What you need to do: A single number is the expected answer: the count of lines in the listing that hold the word "AtomicBool".

Records to use:
//! Motor telemetry snapshots

// ---------------------------------------------------------------------------
// IMPORTS
// ---------------------------------------------------------------------------

use serde::Serialize;

// ---------------------------------------------------------------------------
// DATA STRUCTURES
// ---------------------------------------------------------------------------

/// A point in time readout of a motor group.
///
/// Snapshots are never cached, request a new one for fresh data.
#[derive(Clone, Copy, Debug, Default, PartialEq, Serialize)]
pub struct Telemetry {
    /// Units: degrees
    pub pos_deg: f64,

    /// Units: degrees
    pub target_pos_deg: f64,

    /// Units: rpm
    pub velo_rpm: f64,

    /// Units: rpm
    pub target_velo_rpm: f64,

    /// Hottest motor in the group.
    ///
    /// Units: degrees celsius
    pub temp_c: f64,

    /// Units: newton meters
    pub torque_nm: f64
}
//! # Autonomous routine runner

// ------------------------------------------------------------------------------------------------
// IMPORTS
// ------------------------------------------------------------------------------------------------

use std::{
    thread,
    time::{Duration, Instant},
};

use log::{debug, info, warn};
use serde::Serialize;

use super::{routine, AutoStep, AutonId};
use crate::{abort::AbortHandle, drive_ctrl::MotionReport, robot::Robot};

// ------------------------------------------------------------------------------------------------
// CONSTANTS
// ------------------------------------------------------------------------------------------------

/// Longest uninterrupted sleep within a wait step, bounding how late an abort is noticed.
const WAIT_POLL_PERIOD: Duration = Duration::from_millis(10);

// ------------------------------------------------------------------------------------------------
// STRUCTS
// ------------------------------------------------------------------------------------------------

/// Autonomy manager
pub struct AutoMgr {
    abort: AbortHandle,
}

/// Summary of an autonomous run.
#[derive(Clone, Debug, Default, Serialize)]
pub struct AutoReport {
    pub auton: AutonId,

    /// Number of steps in the routine.
    pub num_steps: usize,

    /// Number of steps started before the run ended.
    pub steps_run: usize,

    /// Reports from every drive motion, in order.
    pub motions: Vec<MotionReport>,

    /// True if the run was aborted before completing.
    pub aborted: bool,

    /// Units: seconds
    pub duration_s: f64,
}

// ------------------------------------------------------------------------------------------------
// IMPLS
// ------------------------------------------------------------------------------------------------

impl AutoMgr {
    /// Create a manager watching the given abort handle, usually the robot's own.
    pub fn new(abort: AbortHandle) -> Self {
        Self { abort }
    }

    /// Run the selected routine to completion or until aborted.
    pub fn run(&self, robot: &mut Robot, id: AutonId) -> AutoReport {
        info!("Starting autonomous routine \"{}\"", id);

        let mut report = self.run_steps(robot, &routine(id));
        report.auton = id;

        report
    }

    /// Run a list of steps in order.
    ///
    /// The intake and conveyor are stopped when the run ends, whether it completed or not.
    pub fn run_steps(&self, robot: &mut Robot, steps: &[AutoStep]) -> AutoReport {
        let start = Instant::now();

        let mut report = AutoReport {
            num_steps: steps.len(),
            ..Default::default()
        };

        for (i, step) in steps.iter().enumerate() {
            if self.abort.is_aborted() {
                report.aborted = true;
                break;
            }

            debug!("Step {}/{}: {:?}", i + 1, steps.len(), step);
            report.steps_run += 1;

            match *step {
                AutoStep::MoveStraight { distance_in } => {
                    report.motions.push(robot.drive.move_straight(distance_in, None))
                }
                AutoStep::TurnAngle { angle_deg } => {
                    report.motions.push(robot.drive.turn_angle(angle_deg, None))
                }
                AutoStep::Intake(dem) => robot.intake.apply(dem),
                AutoStep::Conveyor(dem) => robot.conveyor.apply(dem),
                AutoStep::Wait { ms } => self.wait(Duration::from_millis(ms)),
            }
        }

        // An abort raised during the final step still counts
        if self.abort.is_aborted() {
            report.aborted = true;
        }

        robot.intake.stop();
        robot.conveyor.stop();

        report.duration_s = start.elapsed().as_secs_f64();

        let unsettled = report.motions.iter().filter(|m| !m.settled()).count();

        if report.aborted {
            warn!(
                "Autonomous aborted after {} of {} steps ({:.2} s)",
                report.steps_run, report.num_steps, report.duration_s
            );
        } else if unsettled > 0 {
            warn!(
                "Autonomous complete in {:.2} s, {} motions did not settle",
                report.duration_s, unsettled
            );
        } else {
            info!("Autonomous complete in {:.2} s", report.duration_s);
        }

        report
    }

    /// Sleep for the given duration, returning early if aborted.
    fn wait(&self, duration: Duration) {
        let end = Instant::now() + duration;

        loop {
            if self.abort.is_aborted() {
                return;
            }

            let now = Instant::now();
            if now >= end {
                return;
            }

            thread::sleep((end - now).min(WAIT_POLL_PERIOD));
        }
    }
}
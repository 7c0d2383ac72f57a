//! Session management
//!
//! A session is one run of an executable. It owns a timestamped directory
//! holding the log file, CSV archives and any JSON summaries produced during
//! the run.

// ---------------------------------------------------------------------------
// IMPORTS
// ---------------------------------------------------------------------------

// External imports
use chrono::{DateTime, Utc};
use conquer_once::OnceCell;
use log::info;
use serde::Serialize;
use std::fs::{self, File};
use std::path::{Path, PathBuf};
use thiserror::Error;

// Internal imports
use crate::time;

// ---------------------------------------------------------------------------
// STATICS
// ---------------------------------------------------------------------------

static SESSION_EPOCH: OnceCell<DateTime<Utc>> = OnceCell::uninit();

// ---------------------------------------------------------------------------
// CONSTANTS
// ---------------------------------------------------------------------------

/// A chrono format string which diplays a timestamp. See
/// https://docs.rs/chrono/0.4.11/chrono/format/strftime/index.html for more
/// information.
const TIMESTAMP_FORMAT: &str = "%Y%m%d_%H%M%S";

// ---------------------------------------------------------------------------
// DATA STRUCTURES
// ---------------------------------------------------------------------------

/// A struct storing information about the current session
#[derive(Clone, Debug)]
pub struct Session {
    /// The root directory for this session
    pub session_root: PathBuf,

    /// The root directory for this session's archives
    pub arch_root: PathBuf,

    /// The path to the session's log file
    pub log_file_path: PathBuf,
}

// ---------------------------------------------------------------------------
// ENUMERATIONS
// ---------------------------------------------------------------------------

/// Possible errors associated with the session module.
#[derive(Error, Debug)]
pub enum SessionError {
    #[error("The software root environment variable (TANK_SW_ROOT) is not set")]
    SwRootNotSet,

    #[error("Cannot create the session directory: {0}")]
    CannotCreateDir(std::io::Error),

    #[error(
        "Cannot initialise the session epoch, have you already initialised the \
         session? (conquer_once error: {0})"
    )]
    CannotInitEpoch(conquer_once::TryInitError),

    #[error("Cannot get the epoch time, did you forget to initialise the session?")]
    CannotGetEpoch,

    #[error("Cannot write {0:?}: {1}")]
    CannotWrite(PathBuf, std::io::Error),

    #[error("Cannot serialise data for {0:?}: {1}")]
    CannotSerialise(PathBuf, serde_json::Error),
}

// ---------------------------------------------------------------------------
// IMPLEMENTATIONS
// ---------------------------------------------------------------------------

impl Session {
    /// Start a new session within the given directory.
    ///
    /// This will create a new session directory named `{exec_name}_{timestamp}`
    /// inside `sessions_dir`, which is relative to the software root.
    pub fn new(exec_name: &str, sessions_dir: &str) -> Result<Self, SessionError> {
        let root = crate::host::get_tank_sw_root()
            .map_err(|_| SessionError::SwRootNotSet)?;

        let mut sessions_path = root;
        sessions_path.push(sessions_dir);

        Self::new_in(exec_name, sessions_path)
    }

    /// Start a new session inside an explicit directory.
    pub fn new_in<P: AsRef<Path>>(
        exec_name: &str, 
        sessions_path: P
    ) -> Result<Self, SessionError> {
        // Set the session epoch
        SESSION_EPOCH
            .try_init_once(Utc::now)
            .map_err(SessionError::CannotInitEpoch)?;

        let timestamp = SESSION_EPOCH
            .get()
            .ok_or(SessionError::CannotGetEpoch)?
            .format(TIMESTAMP_FORMAT);

        let mut path = sessions_path.as_ref().to_path_buf();
        path.push(format!("{}_{}", exec_name, timestamp));

        let arch_path = path.join("arch");
        fs::create_dir_all(&arch_path).map_err(SessionError::CannotCreateDir)?;

        let log_file_path = path.join(format!("{}.log", exec_name));

        Ok(Session {
            session_root: path,
            arch_root: arch_path,
            log_file_path,
        })
    }

    /// Save the given data as pretty JSON to a session-relative path.
    ///
    /// Parent directories are created as needed and any existing file is
    /// replaced.
    pub fn save_json<P: AsRef<Path>, T: Serialize>(
        &self, 
        path: P, 
        data: &T
    ) -> Result<(), SessionError> {
        let full_path = self.session_root.join(path);

        if let Some(parent) = full_path.parent() {
            fs::create_dir_all(parent)
                .map_err(|e| SessionError::CannotWrite(full_path.clone(), e))?;
        }

        let file = File::create(&full_path)
            .map_err(|e| SessionError::CannotWrite(full_path.clone(), e))?;

        serde_json::to_writer_pretty(file, data)
            .map_err(|e| SessionError::CannotSerialise(full_path.clone(), e))?;

        info!("Saved {:?}", full_path);

        Ok(())
    }
}

// ---------------------------------------------------------------------------
// PUBLIC FUNCTIONS
// ---------------------------------------------------------------------------

/// Get the number of seconds elapsed since the start of the session.
///
/// Returns zero if no session has been started yet, which keeps log records
/// emitted before session creation (and in unit tests) well formed.
pub fn get_elapsed_seconds() -> f64 {
    match SESSION_EPOCH.get() {
        Some(e) => time::duration_to_seconds(Utc::now() - *e)
            .unwrap_or(std::f64::NAN),
        None => 0.0,
    }
}

/// Return a reference to the session's epoch.
///
/// # Panics
/// - This function will panic if the session epoch has not been
///   initialised, which is performed on creating a new Session instance.
pub fn get_epoch() -> &'static DateTime<Utc> {
    match SESSION_EPOCH.get() {
        Some(e) => e,
        None => panic!("Cannot get the session epoch!"),
    }
}
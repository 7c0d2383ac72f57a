//! Cooperative cancellation of blocking motions

// ---------------------------------------------------------------------------
// IMPORTS
// ---------------------------------------------------------------------------

use std::sync::{
    atomic::{AtomicBool, Ordering},
    Arc
};

// ---------------------------------------------------------------------------
// DATA STRUCTURES
// ---------------------------------------------------------------------------

/// A shared flag asking any blocking motion or wait to finish early.
///
/// The flag is checked once per control cycle, so a raised abort takes
/// effect within one control period.
#[derive(Clone, Debug, Default)]
pub struct AbortHandle {
    flag: Arc<AtomicBool>
}

// ---------------------------------------------------------------------------
// IMPLEMENTATIONS
// ---------------------------------------------------------------------------

impl AbortHandle {
    pub fn new() -> Self {
        Self::default()
    }

    /// Ask the running motion to stop.
    pub fn abort(&self) {
        self.flag.store(true, Ordering::SeqCst);
    }

    /// Clear the flag so new motions can run.
    pub fn reset(&self) {
        self.flag.store(false, Ordering::SeqCst);
    }

    pub fn is_aborted(&self) -> bool {
        self.flag.load(Ordering::SeqCst)
    }
}
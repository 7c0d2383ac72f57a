//! Main tank-side executable entry point.
//! 
//! # Architecture
//! 
//! The execution consists of two phases, mirroring a match:
//! 
//!     - Initialise the robot on the simulated motor backend
//!     - Autonomous phase:
//!         - The selected routine runs on its own thread
//!         - If the routine overruns the autonomous period it is aborted
//!     - Operator phase (only if a driver script is given):
//!         - Controller states are replayed from the script
//!         - Manual control processing
//!         - Telemetry archiving
//!     - Stop all actuators

// ---------------------------------------------------------------------------
// USE MODULES FROM LIBRARY
// ---------------------------------------------------------------------------

use tank_lib::{
    auto_mgr::{AutoMgr, AutoReport, AutonId},
    aux_ctrl,
    drive_ctrl,
    man_ctrl::{self, ControllerState},
    params::TankExecParams,
    robot::{Robot, RobotParams},
    sim::SimBackend,
    tm_arch::TmArchive
};

// ---------------------------------------------------------------------------
// IMPORTS
// ---------------------------------------------------------------------------

// External
use color_eyre::{Report, eyre::WrapErr};
use log::{debug, info, warn};
use std::path::PathBuf;
use std::sync::mpsc;
use std::thread;
use std::time::{Duration, Instant};
use structopt::StructOpt;

// Internal
use util::{
    raise_error,
    host, 
    logger::{logger_init, LevelFilter},
    session::Session,
    script_interpreter::{Pending, ScriptInterpreter}
};

// ---------------------------------------------------------------------------
// DATA STRUCTURES
// ---------------------------------------------------------------------------

/// Tank drive robot executable.
#[derive(Debug, StructOpt)]
#[structopt(name = "tank_exec")]
struct Opt {
    /// Autonomous routine to run (none, test, left, mid_left, right).
    ///
    /// Overrides the routine given in tank_exec.toml.
    #[structopt(short, long)]
    auton: Option<AutonId>,

    /// Script of timed controller states to replay in the operator phase.
    #[structopt(short, long, parse(from_os_str))]
    driver_script: Option<PathBuf>,

    /// Most verbose level to log (info, debug or trace).
    #[structopt(short, long, default_value = "debug")]
    log_level: LevelFilter
}

// ---------------------------------------------------------------------------
// FUNCTIONS
// ---------------------------------------------------------------------------

/// Executable main function, entry point.
fn main() -> Result<(), Report> {

    color_eyre::install()?;

    let opt = Opt::from_args();

    // ---- EARLY INITIALISATION ----

    // Initialise session
    let session = Session::new(
        "tank_exec", 
        "sessions"
    ).wrap_err("Failed to create the session")?;

    // Initialise logger
    logger_init(opt.log_level, &session)
        .wrap_err("Failed to initialise logging")?;

    // Log information on this execution.
    info!("Tank Drive Executable\n");
    info!("Running on: {}", host::get_host_desc());
    info!("Session directory: {:?}\n", session.session_root);

    debug!("CLI arguments: {:?}", opt);

    // ---- LOAD PARAMETERS ----

    let exec_params: TankExecParams = util::params::load("tank_exec.toml")
        .wrap_err("Could not load exec params")?;
    exec_params.are_valid()
        .wrap_err("Invalid exec params")?;

    let robot_params = RobotParams {
        drive: util::params::load::<drive_ctrl::Params>("drive_ctrl.toml")
            .wrap_err("Could not load DriveCtrl params")?,
        intake: util::params::load::<aux_ctrl::Params>("intake.toml")
            .wrap_err("Could not load intake params")?,
        conveyor: util::params::load::<aux_ctrl::Params>("conveyor.toml")
            .wrap_err("Could not load conveyor params")?,
        man_ctrl: util::params::load::<man_ctrl::Params>("man_ctrl.toml")
            .wrap_err("Could not load ManCtrl params")?
    };

    info!("Parameters loaded");

    // ---- LOAD DRIVER SCRIPT ----

    let driver_script = match opt.driver_script {
        Some(ref path) => {
            info!("Loading driver script from {:?}", path);

            let si: ScriptInterpreter<ControllerState> = 
                ScriptInterpreter::new(path)
                .wrap_err("Failed to load driver script")?;

            info!(
                "Loaded script lasts {:.02} s and contains {} controller states\n",
                si.get_duration(),
                si.get_num_entries()
            );

            Some(si)
        },
        None => {
            info!("No driver script provided, the operator phase will be skipped\n");
            None
        }
    };

    // ---- INITIALISE ROBOT ----

    info!("Initialising robot...");

    let mut backend = SimBackend::new(exec_params.sim.clone());
    let robot = Robot::new(robot_params, &mut backend)
        .wrap_err("Failed to initialise the robot")?;

    let mut tm_archive = TmArchive::new(&session)
        .wrap_err("Failed to initialise telemetry archive")?;

    info!("Robot initialisation complete\n");

    // ---- AUTONOMOUS PHASE ----

    let auton = opt.auton.unwrap_or(exec_params.auton);

    let (mut robot, auto_report) = run_autonomous(
        robot, 
        auton, 
        Duration::from_secs_f64(exec_params.auton_period_s)
    );

    session.save_json("auto_report.json", &auto_report)
        .wrap_err("Failed to save the autonomous report")?;

    tm_archive.write(&robot)
        .wrap_err("Failed to archive telemetry")?;

    // ---- OPERATOR PHASE ----

    if let Some(mut si) = driver_script {
        info!("Begining operator control\n");

        let period = Duration::from_millis(exec_params.driver_period_ms);
        let phase_start = Instant::now();
        let mut controller = ControllerState::default();

        loop {

            // Get cycle start time
            let cycle_start_instant = Instant::now();

            // Take the most recent controller state due this cycle
            match si.get_pending(phase_start.elapsed().as_secs_f64()) {
                Pending::None => (),
                Pending::Some(mut states) => {
                    if let Some(s) = states.pop() {
                        controller = s;
                    }
                },
                Pending::EndOfScript => {
                    info!("End of driver script reached, stopping");
                    break
                }
            }

            // An unusable controller state is skipped, the robot keeps its
            // previous demands
            if let Err(e) = robot.driver_cycle(&controller) {
                warn!("Error during ManCtrl processing: {}", e);
            }

            tm_archive.write(&robot)
                .wrap_err("Failed to archive telemetry")?;

            // ---- CYCLE MANAGEMENT ----

            match period.checked_sub(cycle_start_instant.elapsed()) {
                Some(d) => thread::sleep(d),
                None => warn!(
                    "Cycle overran by {:.06} s",
                    (cycle_start_instant.elapsed() - period).as_secs_f64()
                )
            }
        }
    }

    // ---- SHUTDOWN ----

    robot.stop_all();
    tm_archive.write(&robot)
        .wrap_err("Failed to archive telemetry")?;

    info!("End of execution");

    Ok(())
}

/// Run the autonomous routine on its own thread, aborting it if it runs past
/// the autonomous period.
///
/// Gives the robot back once the routine has ended.
fn run_autonomous(
    mut robot: Robot, 
    auton: AutonId, 
    period: Duration
) -> (Robot, AutoReport) {
    info!("Begining autonomous ({}), period {:.1} s\n", auton, period.as_secs_f64());

    let abort = robot.abort_handle();
    abort.reset();

    let (tx, rx) = mpsc::channel();

    let auto_thread = thread::spawn(move || {
        let report = AutoMgr::new(robot.abort_handle()).run(&mut robot, auton);

        // The receiver only goes away if main has already given up
        tx.send(()).ok();

        (robot, report)
    });

    if rx.recv_timeout(period).is_err() {
        warn!("Autonomous period over, aborting routine");
        abort.abort();
    }

    let (mut robot, report) = match auto_thread.join() {
        Ok(r) => r,
        Err(_) => raise_error!("Autonomous thread panicked")
    };

    robot.stop_all();
    abort.reset();

    (robot, report)
}
//! Parameters structure for DriveCtrl

// ---------------------------------------------------------------------------
// IMPORTS
// ---------------------------------------------------------------------------

use serde::Deserialize;
use thiserror::Error;

use crate::motor::{GroupParams, MAX_VOLTAGE_MV};

// ---------------------------------------------------------------------------
// DATA STRUCTURES
// ---------------------------------------------------------------------------

/// Parameters for drive control.
///
/// Fixed once the controller is built, there is no runtime retuning.
#[derive(Clone, Debug, Deserialize)]
pub struct Params {

    // ---- MOTORS ----

    /// Motors on the left side of the base.
    pub left: GroupParams,

    /// Motors on the right side of the base.
    pub right: GroupParams,

    // ---- GEOMETRY ----

    /// Units: inches
    pub wheel_diameter_in: f64,

    /// Distance between the left and right wheel contact lines.
    ///
    /// Units: inches
    pub base_width_in: f64,

    // ---- PID ----

    /// Proportional gain, shared by both sides and every motion.
    pub k_p: f64,

    /// Integral gain
    pub k_i: f64,

    /// Derivative gain
    pub k_d: f64,

    /// A motion is complete once both sides' error is at or below this.
    ///
    /// Units: degrees
    #[serde(default = "default_settle_threshold_deg")]
    pub settle_threshold_deg: f64,

    /// The integral is zeroed while the error is below this.
    ///
    /// Units: degrees
    #[serde(default = "default_windup_threshold_deg")]
    pub windup_threshold_deg: f64,

    /// How the PID output is applied to the motors.
    #[serde(default)]
    pub output_mode: OutputMode,

    /// Units: milliseconds
    #[serde(default = "default_ctrl_period_ms")]
    pub ctrl_period_ms: u64,

    /// Optional limit on PID cycles per motion, unbounded if absent.
    #[serde(default)]
    pub max_iterations: Option<u64>
}

// ---------------------------------------------------------------------------
// ENUMERATIONS
// ---------------------------------------------------------------------------

/// Actuation used for the PID output.
#[derive(Clone, Copy, Debug, PartialEq, Eq, Deserialize)]
#[serde(rename_all = "lowercase")]
pub enum OutputMode {
    /// Output in millivolts, limited to +/-12000.
    Voltage,
    /// Output in rpm, limited to the gearset's free speed.
    Velocity
}

#[derive(Debug, Error, PartialEq)]
pub enum ParamsError {
    #[error("Wheel diameter must be positive, found {0} in")]
    InvalidWheelDiameter(f64),

    #[error("Base width must be positive, found {0} in")]
    InvalidBaseWidth(f64),

    #[error("PID gains must be finite")]
    NonFiniteGains,

    #[error("Thresholds must be non-negative numbers (settle {0} deg, windup {1} deg)")]
    InvalidThreshold(f64, f64)
}

// ---------------------------------------------------------------------------
// IMPLEMENTATIONS
// ---------------------------------------------------------------------------

impl Default for OutputMode {
    fn default() -> Self {
        OutputMode::Voltage
    }
}

impl OutputMode {
    /// Largest command magnitude for this mode given the side's free speed.
    pub fn limit(&self, max_rpm: f64) -> f64 {
        match self {
            OutputMode::Voltage => MAX_VOLTAGE_MV,
            OutputMode::Velocity => max_rpm
        }
    }
}

impl Params {

    /// Determines if the parameters are valid.
    pub fn are_valid(&self) -> Result<(), ParamsError> {
        if !(self.wheel_diameter_in > 0.0) {
            return Err(ParamsError::InvalidWheelDiameter(self.wheel_diameter_in));
        }

        if !(self.base_width_in > 0.0) {
            return Err(ParamsError::InvalidBaseWidth(self.base_width_in));
        }

        if ![self.k_p, self.k_i, self.k_d].iter().all(|k| k.is_finite()) {
            return Err(ParamsError::NonFiniteGains);
        }

        if !(self.settle_threshold_deg >= 0.0) || !(self.windup_threshold_deg >= 0.0) {
            return Err(ParamsError::InvalidThreshold(
                self.settle_threshold_deg,
                self.windup_threshold_deg
            ));
        }

        Ok(())
    }
}

fn default_settle_threshold_deg() -> f64 {
    5.0
}

fn default_windup_threshold_deg() -> f64 {
    10.0
}

fn default_ctrl_period_ms() -> u64 {
    20
}

#[cfg(test)]
mod test {
    use super::*;
    use crate::motor::Gearset;

    const DRIVE_TOML: &str = r#"
        wheel_diameter_in = 4.0
        base_width_in = 12.75
        k_p = 60.0
        k_i = 0.05
        k_d = 55.0

        [left]
        ports = [13, 11]
        reversed = [false, false]
        gearset = "green"

        [right]
        ports = [10, 3]
        reversed = [true, true]
    "#;

    #[test]
    fn test_load_defaults() {
        let p: Params = util::params::parse(DRIVE_TOML).unwrap();

        assert_eq!(p.left.ports, vec![13, 11]);
        assert_eq!(p.right.reversed, vec![true, true]);
        assert_eq!(p.right.gearset, Gearset::Green);
        assert_eq!(p.settle_threshold_deg, 5.0);
        assert_eq!(p.windup_threshold_deg, 10.0);
        assert_eq!(p.output_mode, OutputMode::Voltage);
        assert_eq!(p.ctrl_period_ms, 20);
        assert_eq!(p.max_iterations, None);
        assert_eq!(p.are_valid(), Ok(()));
    }

    #[test]
    fn test_invalid() {
        let mut p: Params = util::params::parse(DRIVE_TOML).unwrap();
        p.wheel_diameter_in = 0.0;
        assert_eq!(p.are_valid(), Err(ParamsError::InvalidWheelDiameter(0.0)));

        p.wheel_diameter_in = 4.0;
        p.base_width_in = -1.0;
        assert_eq!(p.are_valid(), Err(ParamsError::InvalidBaseWidth(-1.0)));

        p.base_width_in = 12.75;
        p.k_d = std::f64::NAN;
        assert_eq!(p.are_valid(), Err(ParamsError::NonFiniteGains));

        p.k_d = 55.0;
        p.windup_threshold_deg = -10.0;
        assert_eq!(p.are_valid(), Err(ParamsError::InvalidThreshold(5.0, -10.0)));

        // NaN never compares within a threshold, so a motion could never end
        p.windup_threshold_deg = 10.0;
        p.settle_threshold_deg = std::f64::NAN;
        assert!(matches!(
            p.are_valid(),
            Err(ParamsError::InvalidThreshold(s, w)) if s.is_nan() && w == 10.0
        ));

        p.settle_threshold_deg = 0.0;
        assert_eq!(p.are_valid(), Ok(()));
    }
}
//! # Autonomous manager
//!
//! Selects and runs the scripted autonomous routines. A routine is chosen once, before the
//! autonomous period starts, as an [`AutonId`]. Each routine is a list of [`AutoStep`]s executed
//! in order on the [`Robot`](crate::robot::Robot):
//!
//! - `MoveStraight` and `TurnAngle` block until the drive settles (see `DriveCtrl::drive_pid`).
//! - `Intake` and `Conveyor` set an auxiliary actuator and return immediately.
//! - `Wait` sleeps, leaving the actuators running as they were.
//!
//! Raising the robot's abort handle ends the routine at the next step or wait poll.

// ------------------------------------------------------------------------------------------------
// MODULES
// ------------------------------------------------------------------------------------------------

mod routine;
mod state;

// ------------------------------------------------------------------------------------------------
// IMPORTS
// ------------------------------------------------------------------------------------------------

use serde::{Deserialize, Serialize};
use std::{fmt::Display, str::FromStr};

pub use routine::*;
pub use state::*;

// ------------------------------------------------------------------------------------------------
// ENUMS
// ------------------------------------------------------------------------------------------------

/// Autonomous routine selection.
#[derive(Clone, Copy, Debug, PartialEq, Eq, Serialize, Deserialize)]
#[serde(rename_all = "snake_case")]
pub enum AutonId {
    None,
    Test,
    Left,
    MidLeft,
    Right,
}

#[derive(Debug, thiserror::Error, PartialEq)]
pub enum AutoMgrError {
    #[error("Unknown autonomous routine \"{0}\", expected one of none, test, left, mid_left, right")]
    UnknownAuton(String),
}

// ------------------------------------------------------------------------------------------------
// IMPLS
// ------------------------------------------------------------------------------------------------

impl AutonId {
    pub const ALL: [AutonId; 5] = [
        AutonId::None,
        AutonId::Test,
        AutonId::Left,
        AutonId::MidLeft,
        AutonId::Right,
    ];

    pub fn name(&self) -> &'static str {
        match self {
            AutonId::None => "none",
            AutonId::Test => "test",
            AutonId::Left => "left",
            AutonId::MidLeft => "mid_left",
            AutonId::Right => "right",
        }
    }
}

impl Default for AutonId {
    fn default() -> Self {
        AutonId::None
    }
}

impl Display for AutonId {
    fn fmt(&self, f: &mut std::fmt::Formatter<'_>) -> std::fmt::Result {
        write!(f, "{}", self.name())
    }
}

impl FromStr for AutonId {
    type Err = AutoMgrError;

    /// Case insensitive, `-` is accepted in place of `_`.
    fn from_str(s: &str) -> Result<Self, Self::Err> {
        let norm = s.trim().to_lowercase().replace('-', "_");

        AutonId::ALL
            .iter()
            .find(|id| id.name() == norm)
            .copied()
            .ok_or_else(|| AutoMgrError::UnknownAuton(s.to_string()))
    }
}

Written answer: 2